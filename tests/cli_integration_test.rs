//! Integration tests for the `rbi` binary.

mod common;

use assert_cmd::Command;
use indoc::indoc;
use pretty_assertions::assert_eq;
use serde_json::Value;
use std::fs;
use tempfile::TempDir;

fn rbi() -> Command {
    let mut cmd = Command::cargo_bin("rbi").unwrap();
    cmd.env_remove("RUST_LOG");
    cmd
}

fn stdout_of(cmd: &mut Command) -> String {
    let output = cmd.output().unwrap();
    String::from_utf8(output.stdout).unwrap()
}

#[test]
fn test_tmin_prints_rounded_thickness() {
    let mut cmd = rbi();
    cmd.args([
        "tmin",
        "--pressure",
        "2.0",
        "--stress",
        "240",
        "--efficiency",
        "0.85",
        "--diameter",
        "150",
    ]);
    cmd.assert().success();
    assert_eq!(stdout_of(&mut cmd).trim(), "0.739");
}

#[test]
fn test_tmin_rejects_insufficient_strength() {
    rbi()
        .args(["tmin", "--pressure", "2.0", "--stress", "1.0", "--diameter", "150"])
        .assert()
        .code(1);
}

#[test]
fn test_stress_lookup_from_custom_table() {
    let dir = TempDir::new().unwrap();
    let table = dir.path().join("stress.json");
    fs::write(
        &table,
        indoc! {r#"
            [
                {"material_id": "M-1", "temperature_c": 20.0, "stress_mpa": 250.0},
                {"material_id": "M-1", "temperature_c": 100.0, "stress_mpa": 230.0}
            ]
        "#},
    )
    .unwrap();

    let mut cmd = rbi();
    cmd.arg("stress")
        .args(["--material", "M-1", "--temperature", "60"])
        .arg("--stress-table")
        .arg(&table);
    cmd.assert().success();
    let json: Value = serde_json::from_str(&stdout_of(&mut cmd)).unwrap();
    assert_eq!(json["is_valid_lookup"], true);
    assert_eq!(json["allowable_stress_mpa"], 240.0);
}

#[test]
fn test_stress_lookup_out_of_range_fails() {
    let mut cmd = rbi();
    cmd.args(["stress", "--material", "SA-106-B", "--temperature", "-100"]);
    cmd.assert().code(1);
    let json: Value = serde_json::from_str(&stdout_of(&mut cmd)).unwrap();
    assert_eq!(json["is_valid_lookup"], false);
    assert_eq!(json["allowable_stress_mpa"], 0.0);
}

#[test]
fn test_assess_writes_json_report() {
    let dir = TempDir::new().unwrap();
    let assets = dir.path().join("assets.json");
    let report = dir.path().join("report.json");
    let persist = dir.path().join("results");
    fs::write(&assets, common::asset_array_json(2)).unwrap();

    rbi()
        .current_dir(dir.path())
        .arg("assess")
        .arg(&assets)
        .args(["--format", "json", "--output"])
        .arg(&report)
        .arg("--persist")
        .arg(&persist)
        .assert()
        .success();

    let json: Value = serde_json::from_str(&fs::read_to_string(&report).unwrap()).unwrap();
    let results = json["results"].as_array().unwrap();
    assert_eq!(results.len(), 2);
    assert_eq!(results[0]["asset_id"], "P-100");
    assert_eq!(json["failures"].as_array().unwrap().len(), 0);
    assert_eq!(fs::read_dir(&persist).unwrap().count(), 2);
}

#[test]
fn test_assess_terminal_summary() {
    let dir = TempDir::new().unwrap();
    let assets = dir.path().join("assets.json");
    fs::write(&assets, common::CARBON_STEEL_PIPE).unwrap();

    let mut cmd = rbi();
    cmd.current_dir(dir.path()).arg("assess").arg(&assets).arg("--no-parallel");
    cmd.assert().success();
    let out = stdout_of(&mut cmd);
    assert!(out.contains("P-100"));
    assert!(out.contains("1 assessed"));
}

#[test]
fn test_assess_missing_file_fails() {
    let dir = TempDir::new().unwrap();
    rbi()
        .current_dir(dir.path())
        .args(["assess", "does-not-exist.json"])
        .assert()
        .code(1);
}

#[test]
fn test_invalid_config_exits_with_config_code() {
    let dir = TempDir::new().unwrap();
    let assets = dir.path().join("assets.json");
    let config = dir.path().join("bad.toml");
    fs::write(&assets, common::CARBON_STEEL_PIPE).unwrap();
    fs::write(
        &config,
        indoc! {r#"
            [probability]
            management_systems_factor = -1.0
        "#},
    )
    .unwrap();

    rbi()
        .current_dir(dir.path())
        .arg("assess")
        .arg(&assets)
        .arg("--config")
        .arg(&config)
        .assert()
        .code(3);
}

#[test]
fn test_init_creates_config_once() {
    let dir = TempDir::new().unwrap();
    rbi().current_dir(dir.path()).arg("init").assert().success();

    let contents = fs::read_to_string(dir.path().join(".rbi.toml")).unwrap();
    assert!(contents.contains("[risk_matrix]"));

    rbi().current_dir(dir.path()).arg("init").assert().code(1);
    rbi()
        .current_dir(dir.path())
        .args(["init", "--force"])
        .assert()
        .success();
}

#[test]
fn test_missing_config_file_exits_with_config_code() {
    let dir = TempDir::new().unwrap();
    let assets = dir.path().join("assets.json");
    fs::write(&assets, common::CARBON_STEEL_PIPE).unwrap();

    let output = rbi()
        .current_dir(dir.path())
        .arg("assess")
        .arg(&assets)
        .args(["--config", "absent.toml"])
        .output()
        .unwrap();
    assert_eq!(output.status.code(), Some(3));
    assert!(String::from_utf8_lossy(&output.stderr).contains("absent.toml"));
}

------------------------------

> Work to complete
Tally up the lines holding the string "persist" in the data above, and respond with nothing but the number.

> Response area
4